Forbearance is a temporary arrangement where a lender agrees to reduce or suspend a borrower’s required payments for a set period due to financial hardship. It is not a forgiveness of debt—payments are merely delayed or reduced. As with deferment, proper reporting of accounts in forbearance is essential for ensuring transparency, fairness, and compliance with the Fair Credit Reporting Act (FCRA).
Understanding Forbearance
Forbearance agreements are commonly used in situations such as:
- Job loss or income reduction
- Medical emergencies
- Natural disasters
- Student loan relief (especially during federally authorized forbearance periods)
In all cases, the key point is that the borrower remains contractually obligated to repay the debt, but the repayment timeline is modified temporarily.
Steps for Reporting Accounts in Forbearance
1. Maintain the Account Status as “Current” If No Delinquency Exists
If the consumer was current at the time forbearance began and remains in compliance with the terms of the agreement, report the account as “Current.”
This ensures no negative payment history is generated for a delay that was lender-approved.
2. Apply the Appropriate Special Comment Code
Use Special Comment Codes to clearly indicate the account is in forbearance. Common codes include:
- CP – Account in forbearance
- AW – Affected by natural or declared disaster
- CN – Loan modified under a federal government plan
- D1 – Payment deferred
These codes provide context to credit bureaus and lenders reviewing the account.
3. Set the Scheduled Monthly Payment Amount to Zero (if applicable)
If the forbearance agreement allows for a full suspension of payments, the Scheduled Monthly Payment Amount should be reported as $0.00.
This indicates the borrower is not expected to pay at this time, avoiding confusion around non-payments.
Additional Considerations
- Continue Reporting the Current Balance: Even during forbearance, the account balance should be reported as usual.
- Preserve Payment History: Do not alter the pre-forbearance payment history. On-time payments and delinquencies should remain intact.
- Avoid Reporting as Delinquent: As long as the borrower complies with the forbearance agreement, do not report the account as late or past due.
FCRA Compliance Requirements
To remain compliant with the FCRA, furnishers must:
- Report accurately: Do not misrepresent the borrower’s status or payment expectations.
- Ensure completeness: Include all relevant fields—account status, balances, history, and comment codes.
- Submit updates promptly: Changes in forbearance status (start, end, or extension) should be reported within the standard update cycle.

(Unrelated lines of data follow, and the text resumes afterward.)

//! # Distributed Bucket
//!
//! Component C3: wraps the shared-store atomic program (`redis.rs`) with
//! an embedded insurance [`LocalBucket`] and an [`InsuranceSupervisor`]
//! failover state machine, and owns the primary key `K` and block key
//! `K:block` for one rate-limited entity.
//!
//! Dispatch for every operation:
//!
//! 1. If `K:block` holds an unexpired instant, deny with `reason:"blocked"`.
//! 2. If the supervisor says insurance is active, route to the embedded
//!    `LocalBucket`, tagging the event `source:"insurance"`.
//! 3. Else invoke the atomic program. On success, tag `source:"redis"` and
//!    tell the supervisor about the success.
//! 4. On any store error, emit `store-error`, tell the supervisor about the
//!    failure, and fall through to the embedded `LocalBucket`.

use crate::error::ThrottlerError;
use crate::events::{DenyReason, Event, EventBus, Source, SubscriptionId};
use crate::redis::RedisClient;
use crate::snapshot::{BucketSnapshot, DistributedConfigSnapshot, DistributedFullSnapshot, SnapshotMetadata};
use crate::supervisor::{self, InsuranceSupervisor};
use crate::token_bucket::{ConsumeResult, LocalBucket, PenaltyResult, RewardResult};
use std::sync::Arc;
use std::time::{Duration, SystemTime, UNIX_EPOCH};
use parking_lot::Mutex;

/// Configuration for a single `DistributedBucket`.
#[derive(Debug, Clone)]
pub struct DistributedBucketConfig {
    pub key: String,
    pub capacity: f64,
    pub refill_rate: f64,
    /// Inactivity TTL applied to the primary key on every write.
    pub ttl_seconds: u64,
    /// When `false`, a store failure is fail-open (caller sees the error)
    /// rather than fail-soft (routed to the insurance bucket). Fixed at
    /// construction time; never changes dynamically.
    pub insurance_enabled: bool,
    pub insurance_capacity: Option<f64>,
    pub insurance_refill_rate: Option<f64>,
}
//! Background maintenance tasks for the hash table engine.

use std::{sync::Arc, time::Duration};

use super::LshtStore;
use crate::error::Result;
use crate::scheduler::BackgroundTask;

/// Periodically retires the active segment once it crosses the size
/// threshold.
pub struct RotationTask {
    store: Arc<LshtStore>,
}

impl RotationTask {
    pub fn new(store: Arc<LshtStore>) -> Self {
        Self { store }
    }
}

#[async_trait::async_trait]
impl BackgroundTask for RotationTask {
    fn name(&self) -> &'static str {
        "segment-rotation"
    }

    fn interval(&self) -> Duration {
        self.store.config().check_file_size_interval
    }

    async fn execute(&self) -> Result<()> {
        self.store.maybe_rotate()
    }
}

/// Periodically sweeps expired keys and merges live records into a single
/// fresh segment.
pub struct CompactionTask {
    store: Arc<LshtStore>,
}

impl CompactionTask {
    pub fn new(store: Arc<LshtStore>) -> Self {
        Self { store }
    }
}

#[async_trait::async_trait]
impl BackgroundTask for CompactionTask {
    fn name(&self) -> &'static str {
        "compaction"
    }

    fn interval(&self) -> Duration {
        self.store.config().compact_interval
    }

    async fn execute(&self) -> Result<()> {
        self.store.compact()
    }
}
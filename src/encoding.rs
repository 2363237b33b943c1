//! Bincode helpers for structures persisted as self-describing blobs,
//! currently only the hash-table engine's key index. On-disk record headers
//! use hand-rolled little-endian layouts instead (see [`crate::record`]).

use serde::{Deserialize, Serialize};
use std::io::{Read, Write};

use crate::error::Result;

/// Serialize a value into a writer using bincode.
pub fn serialize_into<T: Serialize, W: Write>(writer: W, value: &T) -> Result<()> {
    bincode::serialize_into(writer, value)?;
    Ok(())
}

/// Deserialize a value from a reader using bincode.
pub fn deserialize_from<T: for<'a> Deserialize<'a>, R: Read>(reader: R) -> Result<T> {
    Ok(bincode::deserialize_from(reader)?)
}
//! emberdb-server: serves a storage engine over the Redis wire protocol.
//!
//! Configuration comes from environment variables:
//!
//! ```text
//! EMBERDB_DIR     data directory            (default: "./emberdb")
//! EMBERDB_ADDR    listen address            (default: "127.0.0.1:6379")
//! EMBERDB_ENGINE  "lsht" or "lsm"           (default: "lsht")
//! RUST_LOG        tracing filter            (default: "info")
//! ```

use std::sync::Arc;

use tracing_subscriber::EnvFilter;

use emberdb::scheduler::Scheduler;
use emberdb::server::Server;
use emberdb::store::lsht::tasks::{CompactionTask, RotationTask};
use emberdb::store::lsht::LshtStore;
use emberdb::store::lsm::tasks::FlushTask;
use emberdb::store::lsm::LsmStore;
use emberdb::{Config, Engine, Result, Store};

fn env_or(key: &str, default: &str) -> String {
    std::env::var(key).unwrap_or_else(|_| default.to_string())
}

#[tokio::main]
async fn main() -> Result<()> {
    tracing_subscriber::fmt()
        .with_env_filter(
            EnvFilter::try_from_default_env().unwrap_or_else(|_| EnvFilter::new("info")),
        )
        .init();

    let config = Config::new(env_or("EMBERDB_DIR", "./emberdb"));
    let addr = env_or("EMBERDB_ADDR", "127.0.0.1:6379");
    let engine: Engine = env_or("EMBERDB_ENGINE", "lsht").parse()?;

    let scheduler = Scheduler::new();
    let store: Arc<dyn Store> = match engine {
        Engine::Lsht => {
            let store = Arc::new(LshtStore::open(config)?);
            scheduler.register(Arc::new(RotationTask::new(store.clone())));
            scheduler.register(Arc::new(CompactionTask::new(store.clone())));
            store
        }
        Engine::Lsm => {
            let store = Arc::new(LsmStore::open(config)?);
            scheduler.register(Arc::new(FlushTask::new(store.clone())));
            store
        }
    };

    let server = Server::new(addr, Arc::clone(&store));
    tokio::select! {
        result = server.serve() => result?,
        _ = tokio::signal::ctrl_c() => {
            tracing::info!("interrupt received, shutting down");
        }
    }

    scheduler.shutdown().await?;
    store.close()?;
    Ok(())
}
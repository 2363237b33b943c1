//! In-memory key index for the hash table engine.

use serde::{Deserialize, Serialize};
use std::collections::HashMap;
use std::fs::File;
use std::io::{BufReader, BufWriter};
use std::path::Path;

use crate::encoding;
use crate::error::{Error, Result};

/// Location of a key's current record.
///
/// `record_offset` is the byte offset the record *starts* at;
/// `record_size` is its total encoded length, header included.
#[derive(Debug, Clone, Copy, PartialEq, Serialize, Deserialize)]
pub struct Meta {
    pub timestamp: i64,
    pub file_id: u64,
    pub record_offset: u64,
    pub record_size: u64,
}

/// Mapping of every live key to its current record location.
///
/// Persisted between runs as a bincode blob; when the file is absent the
/// engine rebuilds the map by replaying segments in ascending id order.
#[derive(Debug, Default, Clone)]
pub struct KeyDir {
    entries: HashMap<String, Meta>,
}

impl KeyDir {
    pub fn new() -> Self {
        Self::default()
    }

    pub fn get(&self, key: &str) -> Result<Meta> {
        self.entries.get(key).copied().ok_or(Error::KeyMissing)
    }

    pub fn put(&mut self, key: String, meta: Meta) {
        self.entries.insert(key, meta);
    }

    pub fn remove(&mut self, key: &str) {
        self.entries.remove(key);
    }

    pub fn contains(&self, key: &str) -> bool {
        self.entries.contains_key(key)
    }

    pub fn len(&self) -> usize {
        self.entries.len()
    }

    pub fn is_empty(&self) -> bool {
        self.entries.is_empty()
    }

    pub fn iter(&self) -> impl Iterator<Item = (&String, &Meta)> {
        self.entries.iter()
    }

    pub fn keys(&self) -> impl Iterator<Item = &String> {
        self.entries.keys()
    }

    /// Serializes the map to `path`, replacing any previous file.
    pub fn persist<P: AsRef<Path>>(&self, path: P) -> Result<()> {
        use std::io::Write;

        let file = File::create(path)?;
        let mut writer = BufWriter::new(file);
        encoding::serialize_into(&mut writer, &self.entries)?;
        writer.flush()?;
        Ok(())
    }

    /// Loads a previously persisted map from `path`.
    pub fn load<P: AsRef<Path>>(path: P) -> Result<Self> {
        let file = File::open(path)?;
        let entries = encoding::deserialize_from(BufReader::new(file))?;
        Ok(Self { entries })
    }
}

#[cfg(test)]
mod tests {
    use super::*;
    use tempfile::TempDir;

    fn meta(file_id: u64, offset: u64, size: u64) -> Meta {
        Meta {
            timestamp: 1,
            file_id,
            record_offset: offset,
            record_size: size,
        }
    }

    #[test]
    fn test_basic_operations() {
        let mut index = KeyDir::new();
        assert!(index.is_empty());
        assert_eq!(index.get("a"), Err(Error::KeyMissing));

        index.put("a".into(), meta(1, 0, 40));
        index.put("b".into(), meta(1, 40, 44));
        assert_eq!(index.len(), 2);
        assert!(index.contains("a"));
        assert_eq!(index.get("a").unwrap().record_size, 40);

        // Later puts overwrite earlier ones.
        index.put("a".into(), meta(2, 0, 48));
        assert_eq!(index.get("a").unwrap().file_id, 2);

        index.remove("a");
        assert_eq!(index.get("a"), Err(Error::KeyMissing));
        assert_eq!(index.len(), 1);
    }

    #[test]
    fn test_persist_and_load() {
        let dir = TempDir::new().unwrap();
        let path = dir.path().join("index");

        let mut index = KeyDir::new();
        for i in 0..100u64 {
            index.put(format!("key_{i}"), meta(i % 3, i * 50, 50));
        }
        index.persist(&path).unwrap();

        let loaded = KeyDir::load(&path).unwrap();
        assert_eq!(loaded.len(), 100);
        for i in 0..100u64 {
            assert_eq!(loaded.get(&format!("key_{i}")).unwrap(), index.get(&format!("key_{i}")).unwrap());
        }
    }

    #[test]
    fn test_load_missing_file_fails() {
        let dir = TempDir::new().unwrap();
        assert!(KeyDir::load(dir.path().join("absent")).is_err());
    }
}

Impact on the Consumer’s Credit Report
- Preserves Credit Score During Hardship
When reported properly, forbearance does not negatively affect a consumer’s credit score. - Supports Long-Term Credit Health
Forbearance protects borrowers from accruing delinquencies while they navigate financial recovery. - Enables Transparency for Future Lenders
Special Comment Codes clarify why payments were temporarily paused or reduced, reducing the likelihood of misinterpretation.
Conclusion
Accounts in forbearance must be reported with precision to reflect the borrower’s compliance with the agreement and to uphold FCRA standards. By maintaining a “current” status, applying appropriate Special Comment Codes, and continuing to report accurate balances and history, furnishers help ensure that credit reports remain fair, complete, and trustworthy—especially during times when consumers need support the most.